Collected data
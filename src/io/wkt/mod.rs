mod read;

pub use read::read_wkt;
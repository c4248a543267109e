use std::path::{Path, PathBuf};

use anyhow::{Context, Result};
use geo::{Coord, Point};
use log::trace;

use crate::drawing::placement::{LabelRequest, PLACEMENTS, Placement, plain};
use crate::geom::Ring;
use crate::io::dxf::{self, DxfVersion, TextEncoding};

/// Layer holding parcel boundaries.
pub const PARCEL_LAYER: &str = "PARCELS";

/// Layer holding parcel labels.
pub const LABEL_LAYER: &str = "LABELS";

/// A named layer and its ACI colour.
#[derive(Debug, Clone, Copy, PartialEq, Eq)]
pub struct Layer {
    pub name: &'static str,
    pub color: i16,
}

impl Layer {
    /// The mandatory layer "0".
    pub(crate) const DEFAULT: Layer = Layer { name: "0", color: 7 };
}

#[derive(Debug, Clone, Copy, PartialEq, Eq)]
#[repr(u8)]
pub enum HAlign { Left = 0, Center = 1, Right = 2 }

#[derive(Debug, Clone, Copy, PartialEq, Eq)]
#[repr(u8)]
pub enum VAlign { Baseline = 0, Bottom = 1, Middle = 2, Top = 3 }

#[derive(Debug, Clone, PartialEq)]
pub struct Boundary {
    pub layer: &'static str,
    pub points: Vec<Coord<f64>>,
    pub closed: bool,
}

#[derive(Debug, Clone, PartialEq)]
pub struct TextEntity {
    pub layer: &'static str,
    pub text: String,
    pub insert: Coord<f64>,
    pub height: f64,
    pub halign: HAlign,
    pub valign: VAlign,
    pub align_point: Option<Coord<f64>>,
}

#[derive(Debug, Clone, PartialEq)]
pub struct MTextEntity {
    pub layer: &'static str,
    pub text: String,
    pub insert: Coord<f64>,
    pub height: f64,
    pub attachment: u8,
}

#[derive(Debug, Clone, PartialEq)]
pub enum Entity {
    Boundary(Boundary),
    Text(TextEntity),
    MText(MTextEntity),
}

impl Entity {
    #[inline] pub fn is_boundary(&self) -> bool { matches!(self, Self::Boundary(_)) }

    #[inline] pub fn is_label(&self) -> bool { matches!(self, Self::Text(_) | Self::MText(_)) }
}

/// The in-progress drawing for one district.
#[derive(Debug)]
pub struct DistrictDocument {
    version: DxfVersion,
    layers: [Layer; 2],
    entities: Vec<Entity>,
}

impl DistrictDocument {
    pub fn new(version: DxfVersion) -> Self {
        Self {
            version,
            layers: [
                Layer { name: PARCEL_LAYER, color: 7 },
                Layer { name: LABEL_LAYER, color: 1 },
            ],
            entities: Vec::new(),
        }
    }

    #[inline] pub fn version(&self) -> DxfVersion { self.version }

    #[inline] pub fn layers(&self) -> &[Layer] { &self.layers }

    #[inline] pub fn entities(&self) -> &[Entity] { &self.entities }

    pub fn boundary_count(&self) -> usize { self.entities.iter().filter(|e| e.is_boundary()).count() }

    pub fn label_count(&self) -> usize { self.entities.iter().filter(|e| e.is_label()).count() }

    /// Append a closed boundary polyline on the parcel layer.
    pub fn add_boundary(&mut self, ring: Ring) {
        self.entities.push(Entity::Boundary(Boundary {
            layer: PARCEL_LAYER,
            points: ring.points().to_vec(),
            closed: true,
        }));
    }

    /// Append a label centred at `position`, falling back through less capable
    /// placements as needed. Returns the placement that was used.
    pub fn add_label(&mut self, text: &str, position: Point<f64>, height: f64) -> Placement {
        let request = LabelRequest { text, position: position.0, height };

        for &(placement, applicable, strategy) in PLACEMENTS {
            if !applicable(&request, self.version) { continue }
            match strategy(&request) {
                Ok(entity) => {
                    self.entities.push(entity);
                    return placement;
                }
                Err(e) => trace!("[drawing] {placement:?} placement failed for '{text}': {e}"),
            }
        }

        self.entities.push(plain(&request));
        Placement::Plain
    }

    /// Serialise the drawing to `path` with the first encoding in `encodings`
    /// that can represent it, consuming the document.
    pub fn finalize(self, path: &Path, encodings: &[TextEncoding]) -> Result<(PathBuf, TextEncoding)> {
        let (bytes, encoding) = dxf::serialize(&self, encodings)
            .with_context(|| format!("[drawing] Failed to serialize {}", path.display()))?;
        let path = dxf::write_atomic(path, &bytes)?;
        Ok((path, encoding))
    }
}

WORK INSTRUCTIONS >>
The lines from the one with "for &(placement, applicable, strategy)" through the final line of the data are to be reproduced exactly, both included, with no other lines.

SOLUTION >>
        for &(placement, applicable, strategy) in PLACEMENTS {
            if !applicable(&request, self.version) { continue }
            match strategy(&request) {
                Ok(entity) => {
                    self.entities.push(entity);
                    return placement;
                }
                Err(e) => trace!("[drawing] {placement:?} placement failed for '{text}': {e}"),
            }
        }

        self.entities.push(plain(&request));
        Placement::Plain
    }

    /// Serialise the drawing to `path` with the first encoding in `encodings`
    /// that can represent it, consuming the document.
    pub fn finalize(self, path: &Path, encodings: &[TextEncoding]) -> Result<(PathBuf, TextEncoding)> {
        let (bytes, encoding) = dxf::serialize(&self, encodings)
            .with_context(|| format!("[drawing] Failed to serialize {}", path.display()))?;
        let path = dxf::write_atomic(path, &bytes)?;
        Ok((path, encoding))
    }
}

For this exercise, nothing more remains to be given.